Transcribe every record verbatim.

Listed entries:

──────────────────────────────

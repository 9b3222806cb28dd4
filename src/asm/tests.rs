use super::*;

#[test]
fn addresses_advance_by_one_per_emitted_instruction() {
    let mut asm = Assembler::new();
    assert_eq!(asm.next_addr(), 0);
    let a = asm.emit_lit(7);
    assert_eq!(a, 0);
    assert_eq!(asm.curr_addr(), 0);
    assert_eq!(asm.next_addr(), 1);
    let b = asm.emit_opr(Operator::Add);
    assert_eq!(b, 1);
    assert_eq!(asm.next_addr(), 2);
}

#[test]
fn patch_rewrites_jump_target() {
    let mut asm = Assembler::new();
    let jmp = asm.emit_jmp(0);
    asm.emit_lit(1);
    let target = asm.next_addr() as u32;
    asm.patch(jmp, target);
    match &asm.code()[jmp] {
        Instruction::Jmp { address } => assert_eq!(*address, target),
        _ => panic!("expected a Jmp"),
    }
}

#[test]
fn patch_rewrites_conditional_jump_target() {
    let mut asm = Assembler::new();
    let jpc = asm.emit_jpc(0);
    let target = asm.next_addr() as u32;
    asm.patch(jpc, target);
    match &asm.code()[jpc] {
        Instruction::Jpc { address } => assert_eq!(*address, target),
        _ => panic!("expected a Jpc"),
    }
}

#[test]
fn patch_rewrites_call_address_without_disturbing_level() {
    let mut asm = Assembler::new();
    let cal = asm.emit_cal(3, 0);
    asm.patch(cal, 99);
    match &asm.code()[cal] {
        Instruction::Cal { level, address } => {
            assert_eq!(*level, 3);
            assert_eq!(*address, 99);
        }
        _ => panic!("expected a Cal"),
    }
}

#[test]
fn patch_level_rewrites_call_level_without_disturbing_address() {
    let mut asm = Assembler::new();
    let cal = asm.emit_cal(0, 0);
    asm.patch_level(cal, 2);
    asm.patch(cal, 5);
    match &asm.code()[cal] {
        Instruction::Cal { level, address } => {
            assert_eq!(*level, 2);
            assert_eq!(*address, 5);
        }
        _ => panic!("expected a Cal"),
    }
}

#[test]
#[should_panic]
fn patch_level_on_a_non_call_instruction_panics() {
    let mut asm = Assembler::new();
    let jmp = asm.emit_jmp(0);
    asm.patch_level(jmp, 1);
}

#[test]
#[should_panic]
fn patching_a_non_jump_non_call_instruction_panics() {
    let mut asm = Assembler::new();
    let lit = asm.emit_lit(5);
    asm.patch(lit, 1);
}

#[test]
fn int_instruction_reserves_locals_plus_frame_header() {
    let mut asm = Assembler::new();
    asm.emit_int(4);
    assert_eq!(asm.code()[0].fields(), ("INT", 0, 7));
}

#[test]
fn opr_fields_carry_the_operator_code_in_address_not_level() {
    let mut asm = Assembler::new();
    asm.emit_opr(Operator::Add);
    assert_eq!(asm.code()[0].fields(), ("OPR", 0, Operator::Add.code()));
    assert_eq!(asm.code()[0].to_string(), "OPR 0, 2");
}

#[test]
fn operator_codes_match_the_fixed_abi() {
    assert_eq!(Operator::Ret.code(), 0);
    assert_eq!(Operator::Sub.code(), 1);
    assert_eq!(Operator::Add.code(), 2);
    assert_eq!(Operator::Div.code(), 3);
    assert_eq!(Operator::Mul.code(), 4);
    assert_eq!(Operator::Lt.code(), 5);
    assert_eq!(Operator::Leq.code(), 6);
    assert_eq!(Operator::Gt.code(), 7);
    assert_eq!(Operator::Geq.code(), 8);
    assert_eq!(Operator::Eq.code(), 9);
    assert_eq!(Operator::Neq.code(), 10);
    assert_eq!(Operator::Odd.code(), 11);
    assert_eq!(Operator::Write.code(), 14);
    assert_eq!(Operator::Read.code(), 16);
}

#[test]
fn operator_from_code_round_trips() {
    for op in [
        Operator::Ret,
        Operator::Sub,
        Operator::Add,
        Operator::Div,
        Operator::Mul,
        Operator::Lt,
        Operator::Leq,
        Operator::Gt,
        Operator::Geq,
        Operator::Eq,
        Operator::Neq,
        Operator::Odd,
        Operator::Write,
        Operator::Read,
    ] {
        assert_eq!(Operator::from_code(op.code()), Some(op));
    }
    assert_eq!(Operator::from_code(12), None);
}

──────────────────────────────

Task solution:
repository 9b3222806cb28dd4
filename src/asm/tests.rs
use super::*;

#[test]
fn addresses_advance_by_one_per_emitted_instruction() {
    let mut asm = Assembler::new();
    assert_eq!(asm.next_addr(), 0);
    let a = asm.emit_lit(7);
    assert_eq!(a, 0);
    assert_eq!(asm.curr_addr(), 0);
    assert_eq!(asm.next_addr(), 1);
    let b = asm.emit_opr(Operator::Add);
    assert_eq!(b, 1);
    assert_eq!(asm.next_addr(), 2);
}

#[test]
fn patch_rewrites_jump_target() {
    let mut asm = Assembler::new();
    let jmp = asm.emit_jmp(0);
    asm.emit_lit(1);
    let target = asm.next_addr() as u32;
    asm.patch(jmp, target);
    match &asm.code()[jmp] {
        Instruction::Jmp { address } => assert_eq!(*address, target),
        _ => panic!("expected a Jmp"),
    }
}

#[test]
fn patch_rewrites_conditional_jump_target() {
    let mut asm = Assembler::new();
    let jpc = asm.emit_jpc(0);
    let target = asm.next_addr() as u32;
    asm.patch(jpc, target);
    match &asm.code()[jpc] {
        Instruction::Jpc { address } => assert_eq!(*address, target),
        _ => panic!("expected a Jpc"),
    }
}

#[test]
fn patch_rewrites_call_address_without_disturbing_level() {
    let mut asm = Assembler::new();
    let cal = asm.emit_cal(3, 0);
    asm.patch(cal, 99);
    match &asm.code()[cal] {
        Instruction::Cal { level, address } => {
            assert_eq!(*level, 3);
            assert_eq!(*address, 99);
        }
        _ => panic!("expected a Cal"),
    }
}

#[test]
fn patch_level_rewrites_call_level_without_disturbing_address() {
    let mut asm = Assembler::new();
    let cal = asm.emit_cal(0, 0);
    asm.patch_level(cal, 2);
    asm.patch(cal, 5);
    match &asm.code()[cal] {
        Instruction::Cal { level, address } => {
            assert_eq!(*level, 2);
            assert_eq!(*address, 5);
        }
        _ => panic!("expected a Cal"),
    }
}

#[test]
#[should_panic]
fn patch_level_on_a_non_call_instruction_panics() {
    let mut asm = Assembler::new();
    let jmp = asm.emit_jmp(0);
    asm.patch_level(jmp, 1);
}

#[test]
#[should_panic]
fn patching_a_non_jump_non_call_instruction_panics() {
    let mut asm = Assembler::new();
    let lit = asm.emit_lit(5);
    asm.patch(lit, 1);
}

#[test]
fn int_instruction_reserves_locals_plus_frame_header() {
    let mut asm = Assembler::new();
    asm.emit_int(4);
    assert_eq!(asm.code()[0].fields(), ("INT", 0, 7));
}

#[test]
fn opr_fields_carry_the_operator_code_in_address_not_level() {
    let mut asm = Assembler::new();
    asm.emit_opr(Operator::Add);
    assert_eq!(asm.code()[0].fields(), ("OPR", 0, Operator::Add.code()));
    assert_eq!(asm.code()[0].to_string(), "OPR 0, 2");
}

#[test]
fn operator_codes_match_the_fixed_abi() {
    assert_eq!(Operator::Ret.code(), 0);
    assert_eq!(Operator::Sub.code(), 1);
    assert_eq!(Operator::Add.code(), 2);
    assert_eq!(Operator::Div.code(), 3);
    assert_eq!(Operator::Mul.code(), 4);
    assert_eq!(Operator::Lt.code(), 5);
    assert_eq!(Operator::Leq.code(), 6);
    assert_eq!(Operator::Gt.code(), 7);
    assert_eq!(Operator::Geq.code(), 8);
    assert_eq!(Operator::Eq.code(), 9);
    assert_eq!(Operator::Neq.code(), 10);
    assert_eq!(Operator::Odd.code(), 11);
    assert_eq!(Operator::Write.code(), 14);
    assert_eq!(Operator::Read.code(), 16);
}

#[test]
fn operator_from_code_round_trips() {
    for op in [
        Operator::Ret,
        Operator::Sub,
        Operator::Add,
        Operator::Div,
        Operator::Mul,
        Operator::Lt,
        Operator::Leq,
        Operator::Gt,
        Operator::Geq,
        Operator::Eq,
        Operator::Neq,
        Operator::Odd,
        Operator::Write,
        Operator::Read,
    ] {
        assert_eq!(Operator::from_code(op.code()), Some(op));
    }
    assert_eq!(Operator::from_code(12), None);
}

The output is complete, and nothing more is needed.